» **What you should do**
Below are the records; copy exactly the stretch from the line containing "self.fitted == Some(self.algorithm.complexity().average_case)" through the line containing "let peak = samples.iter().map(|s|", both ends included, and nothing else.

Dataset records
=======
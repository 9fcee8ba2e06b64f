//! Empirical Complexity Analysis
//!
//! Measures one (algorithm, structure) pairing across ascending sizes and
//! labels the observed growth as constant, logarithmic or linear.
//!
//! # Curve Fitting
//! Samples are normalized so the largest magnitude is 1. Each reference
//! curve `f` is then scaled by the least-squares factor
//! `c = Σ y·f / Σ f²` and scored by its residual `Σ (y - c·f)²`. The curve
//! with the smallest residual wins; on equal residuals the slower-growing
//! curve is kept.

use log::{debug, info};
use serde::{Deserialize, Serialize};

use crate::algorithm::traits::{AlgorithmKind, ComplexityClass, Result, SearchError};
use crate::data_structures::structure::StructureKind;
use crate::optimization::parallel::CancellationToken;
use crate::validation::benchmarks::{BenchmarkConfig, BenchmarkRecord, BenchmarkRunner, TargetPolicy};

/// Minimum number of sizes needed for a meaningful fit
pub const MIN_TREND_SIZES: usize = 3;

/// Quantity sampled at each size
#[derive(Debug, Clone, Copy, Default, Hash, Eq, PartialEq, Serialize, Deserialize)]
#[serde(rename_all = "snake_case")]
pub enum TrendMetric {
    /// Mean elapsed time in nanoseconds
    Time,

    /// Mean comparison count
    #[default]
    Comparisons,
}

impl TrendMetric {
    fn sample(self, record: &BenchmarkRecord) -> f64 {
        match self {
            TrendMetric::Time => record.average_elapsed.as_nanos() as f64,
            TrendMetric::Comparisons => record.average_comparisons,
        }
    }
}

/// Complexity analysis configuration
#[derive(Debug, Clone, PartialEq, Serialize, Deserialize)]
#[serde(default)]
pub struct ComplexityConfig {
    /// Trials per size
    pub trials: usize,

    pub seed: u64,

    pub metric: TrendMetric,

    pub target_policy: TargetPolicy,

    pub parallel: bool,
}

impl Default for ComplexityConfig {
    fn default() -> Self {
        Self {
            trials: 50,
            seed: 42,
            metric: TrendMetric::default(),
            target_policy: TargetPolicy::default(),
            parallel: false,
        }
    }
}

impl ComplexityConfig {
    /// Size ladder used by the standard analysis
    pub fn standard_sizes() -> Vec<usize> {
        vec![50, 100, 200, 500, 1000, 2000, 5000]
    }

    pub fn with_trials(mut self, trials: usize) -> Self {
        self.trials = trials;
        self
    }

    pub fn with_seed(mut self, seed: u64) -> Self {
        self.seed = seed;
        self
    }

    pub fn with_metric(mut self, metric: TrendMetric) -> Self {
        self.metric = metric;
        self
    }

    pub fn with_target_policy(mut self, policy: TargetPolicy) -> Self {
        self.target_policy = policy;
        self
    }

    pub fn with_parallel(mut self, parallel: bool) -> Self {
        self.parallel = parallel;
        self
    }
}

/// One measured point of a trend
#[derive(Debug, Clone, Copy, PartialEq, Serialize, Deserialize)]
pub struct TrendSample {
    pub size: usize,
    pub value: f64,
}

/// Least-squares fit of one reference curve
#[derive(Debug, Clone, Copy, PartialEq, Serialize, Deserialize)]
pub struct CurveFit {
    pub class: ComplexityClass,

    /// Multiplier in the sample's own units (`value ≈ scale · f(n)`)
    pub scale: f64,

    /// Sum of squared residuals over the normalized samples
    pub residual: f64,
}

impl CurveFit {
    /// Fitted curve value at `size`
    pub fn predict(&self, size: usize) -> f64 {
        self.scale * self.class.evaluate(size as f64)
    }
}

/// Observed growth of one pairing
#[derive(Debug, Clone, PartialEq, Serialize, Deserialize)]
pub struct ComplexityTrend {
    pub algorithm: AlgorithmKind,
    pub structure: StructureKind,
    pub metric: TrendMetric,

    /// Samples in ascending size order
    pub samples: Vec<TrendSample>,

    /// Best-fitting class; `None` only when fewer than three samples exist
    pub fitted: Option<ComplexityClass>,

    /// Every candidate curve in order of increasing growth
    pub fits: Vec<CurveFit>,

    pub cancelled: bool,
}

impl ComplexityTrend {
    /// Fit record of the chosen class
    pub fn best(&self) -> Option<&CurveFit> {
        let fitted = self.fitted?;
        self.fits.iter().find(|fit| fit.class == fitted)
    }

    /// Whether the observed class matches the algorithm's average case
    pub fn matches_theory(&self) -> bool {
        self.fitted == Some(self.algorithm.complexity().average_case)
    }
}

/// Fits every reference curve to the samples
pub fn fit_curves(samples: &[TrendSample]) -> Vec<CurveFit> {
    let peak = samples.iter().map(|s| s.value.abs()).fold(0.0_f64, f64::max);
    let norm = if peak > 0.0 { peak } else { 1.0 };

    ComplexityClass::ALL
        .iter()
        .map(|&class| {
            let mut sum_yf = 0.0;
            let mut sum_ff = 0.0;
            for sample in samples {
                let f = class.evaluate(sample.size as f64);
                sum_yf += sample.value / norm * f;
                sum_ff += f * f;
            }
            let c = if sum_ff > 0.0 { sum_yf / sum_ff } else { 0.0 };
            let residual = samples
                .iter()
                .map(|sample| {
                    let diff = sample.value / norm - c * class.evaluate(sample.size as f64);
                    diff * diff
                })
                .sum();
            CurveFit {
                class,
                scale: c * norm,
                residual,
            }
        })
        .collect()
}

/// Smallest residual; ties keep the earlier, slower-growing curve
pub fn best_fit(fits: &[CurveFit]) -> Option<ComplexityClass> {
    let mut best: Option<&CurveFit> = None;
    for fit in fits {
        match best {
            Some(current) if fit.residual >= current.residual => {}
            _ => best = Some(fit),
        }
    }
    best.map(|fit| fit.class)
}

/// Runs size sweeps and labels their growth
#[derive(Debug, Clone, Default)]
pub struct ComplexityAnalyzer {
    config: ComplexityConfig,
}

impl ComplexityAnalyzer {
    pub fn new(config: ComplexityConfig) -> Self {
        Self { config }
    }

    pub fn config(&self) -> &ComplexityConfig {
        &self.config
    }

    pub fn analyze(
        &self,
        algorithm: AlgorithmKind,
        structure: StructureKind,
        sizes: &[usize],
    ) -> Result<ComplexityTrend> {
        self.analyze_with_cancellation(algorithm, structure, sizes, &CancellationToken::new())
    }

    /// Cancellation keeps the samples measured so far
    pub fn analyze_with_cancellation(
        &self,
        algorithm: AlgorithmKind,
        structure: StructureKind,
        sizes: &[usize],
        token: &CancellationToken,
    ) -> Result<ComplexityTrend> {
        validate_sizes(sizes)?;
        if !algorithm.supports(structure) {
            return Err(SearchError::unsupported(
                algorithm,
                structure,
                "pairing is not implemented",
            ));
        }

        let runner = BenchmarkRunner::new(
            BenchmarkConfig::default()
                .with_algorithms([algorithm])
                .with_structures([structure])
                .with_sizes(sizes.iter().copied())
                .with_trials(self.config.trials)
                .with_seed(self.config.seed)
                .with_target_policy(self.config.target_policy)
                .with_parallel(self.config.parallel),
        )?;

        info!(
            "Analyzing {} search on {} over {} sizes",
            algorithm,
            structure,
            sizes.len()
        );
        let mut samples = Vec::with_capacity(sizes.len());
        let mut cancelled = false;
        for &size in sizes {
            if token.is_cancelled() {
                cancelled = true;
                break;
            }
            match runner.measure_with_cancellation(algorithm, structure, size, token)? {
                Some(record) => samples.push(TrendSample {
                    size,
                    value: self.config.metric.sample(&record),
                }),
                None => {
                    cancelled = true;
                    break;
                }
            }
        }

        let (fits, fitted) = if samples.len() >= MIN_TREND_SIZES {
            let fits = fit_curves(&samples);
            let fitted = best_fit(&fits);
            (fits, fitted)
        } else {
            (Vec::new(), None)
        };
        debug!(
            "{} on {}: fitted {:?} from {} sample(s)",
            algorithm,
            structure,
            fitted,
            samples.len()
        );

        Ok(ComplexityTrend {
            algorithm,
            structure,
            metric: self.config.metric,
            samples,
            fitted,
            fits,
            cancelled,
        })
    }
}

fn validate_sizes(sizes: &[usize]) -> Result<()> {
    if sizes.len() < MIN_TREND_SIZES {
        return Err(SearchError::InvalidInput(format!(
            "at least {} sizes are required, got {}",
            MIN_TREND_SIZES,
            sizes.len()
        )));
    }
    if sizes.windows(2).any(|pair| pair[0] >= pair[1]) {
        return Err(SearchError::InvalidInput(
            "sizes must be distinct and ascending".into(),
        ));
    }
    if sizes[0] == 0 {
        return Err(SearchError::EmptyStructure(
            "trend sizes must be at least 1".into(),
        ));
    }
    Ok(())
}

/// Analyzes with the default configuration
pub fn analyze_complexity(
    algorithm: AlgorithmKind,
    structure: StructureKind,
    sizes: &[usize],
) -> Result<ComplexityTrend> {
    ComplexityAnalyzer::default().analyze(algorithm, structure, sizes)
}

#[cfg(test)]
mod tests {
    use super::*;

    fn samples(points: &[(usize, f64)]) -> Vec<TrendSample> {
        points
            .iter()
            .map(|&(size, value)| TrendSample { size, value })
            .collect()
    }

    #[test]
    fn test_linear_search_grows_linearly() {
        let _ = env_logger::builder().is_test(true).try_init();
        let trend = analyze_complexity(AlgorithmKind::Linear, StructureKind::Array, &[10, 100, 1000]).unwrap();

        assert_eq!(trend.fitted, Some(ComplexityClass::Linear));
        assert_eq!(trend.samples.len(), 3);
        assert_eq!(trend.fits.len(), 3);
        assert!(trend.matches_theory());
        assert!(!trend.cancelled);
    }

    #[test]
    fn test_binary_search_grows_logarithmically() {
        let trend = analyze_complexity(
            AlgorithmKind::Binary,
            StructureKind::Array,
            &ComplexityConfig::standard_sizes(),
        )
        .unwrap();
        assert_eq!(trend.fitted, Some(ComplexityClass::Logarithmic));
    }

    #[test]
    fn test_random_bst_grows_logarithmically() {
        let trend = analyze_complexity(
            AlgorithmKind::Bst,
            StructureKind::BinarySearchTree,
            &ComplexityConfig::standard_sizes(),
        )
        .unwrap();
        assert_eq!(trend.fitted, Some(ComplexityClass::Logarithmic));
    }

    #[test]
    fn test_linked_list_scan_under_time_metric() {
        let analyzer = ComplexityAnalyzer::new(
            ComplexityConfig::default()
                .with_metric(TrendMetric::Time)
                .with_trials(10),
        );
        let trend = analyzer
            .analyze(AlgorithmKind::Linear, StructureKind::LinkedList, &[10, 50, 250])
            .unwrap();
        assert_eq!(trend.metric, TrendMetric::Time);
        assert_eq!(trend.samples.len(), 3);
        assert!(trend.fitted.is_some());
    }

    #[test]
    fn test_comparisons_are_the_default_metric() {
        assert_eq!(TrendMetric::default(), TrendMetric::Comparisons);
        let config: ComplexityConfig = serde_json::from_str(r#"{ "trials": 5 }"#).unwrap();
        assert_eq!(config.metric, TrendMetric::Comparisons);
        assert_eq!(config.seed, 42);
    }

    #[test]
    fn test_size_validation() {
        assert!(matches!(
            analyze_complexity(AlgorithmKind::Linear, StructureKind::Array, &[10, 100]),
            Err(SearchError::InvalidInput(_))
        ));
        assert!(matches!(
            analyze_complexity(AlgorithmKind::Linear, StructureKind::Array, &[10, 10, 100]),
            Err(SearchError::InvalidInput(_))
        ));
        assert!(matches!(
            analyze_complexity(AlgorithmKind::Linear, StructureKind::Array, &[100, 10, 1000]),
            Err(SearchError::InvalidInput(_))
        ));
        assert!(matches!(
            analyze_complexity(AlgorithmKind::Binary, StructureKind::LinkedList, &[10, 100, 1000]),
            Err(SearchError::UnsupportedCombination { .. })
        ));
    }

    #[test]
    fn test_cancelled_analysis_has_no_label() {
        let token = CancellationToken::new();
        token.cancel();
        let trend = ComplexityAnalyzer::default()
            .analyze_with_cancellation(AlgorithmKind::Linear, StructureKind::Array, &[10, 20, 30], &token)
            .unwrap();
        assert!(trend.cancelled);
        assert!(trend.samples.is_empty());
        assert_eq!(trend.fitted, None);
        assert!(trend.best().is_none());
    }

    #[test]
    fn test_fit_prefers_exact_curve() {
        let linear = samples(&[(10, 20.0), (100, 200.0), (1000, 2000.0)]);
        let fits = fit_curves(&linear);
        assert_eq!(best_fit(&fits), Some(ComplexityClass::Linear));
        let exact = fits.iter().find(|f| f.class == ComplexityClass::Linear).unwrap();
        assert!(exact.residual < 1e-12);
        assert!((exact.scale - 2.0).abs() < 1e-9);
        assert!((exact.predict(500) - 1000.0).abs() < 1e-6);

        let flat = samples(&[(10, 4.0), (100, 4.0), (1000, 4.0)]);
        assert_eq!(best_fit(&fit_curves(&flat)), Some(ComplexityClass::Constant));

        let log = samples(&[(15, 4.0), (255, 8.0), (4095, 12.0)]);
        assert_eq!(best_fit(&fit_curves(&log)), Some(ComplexityClass::Logarithmic));
    }

    #[test]
    fn test_all_zero_samples_are_constant() {
        let zeros = samples(&[(10, 0.0), (100, 0.0), (1000, 0.0)]);
        let fits = fit_curves(&zeros);
        assert!(fits.iter().all(|f| f.residual == 0.0));
        assert_eq!(best_fit(&fits), Some(ComplexityClass::Constant));
    }
}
=======
» **Task solution**
        self.fitted == Some(self.algorithm.complexity().average_case)
    }
}

/// Fits every reference curve to the samples
pub fn fit_curves(samples: &[TrendSample]) -> Vec<CurveFit> {
    let peak = samples.iter().map(|s| s.value.abs()).fold(0.0_f64, f64::max);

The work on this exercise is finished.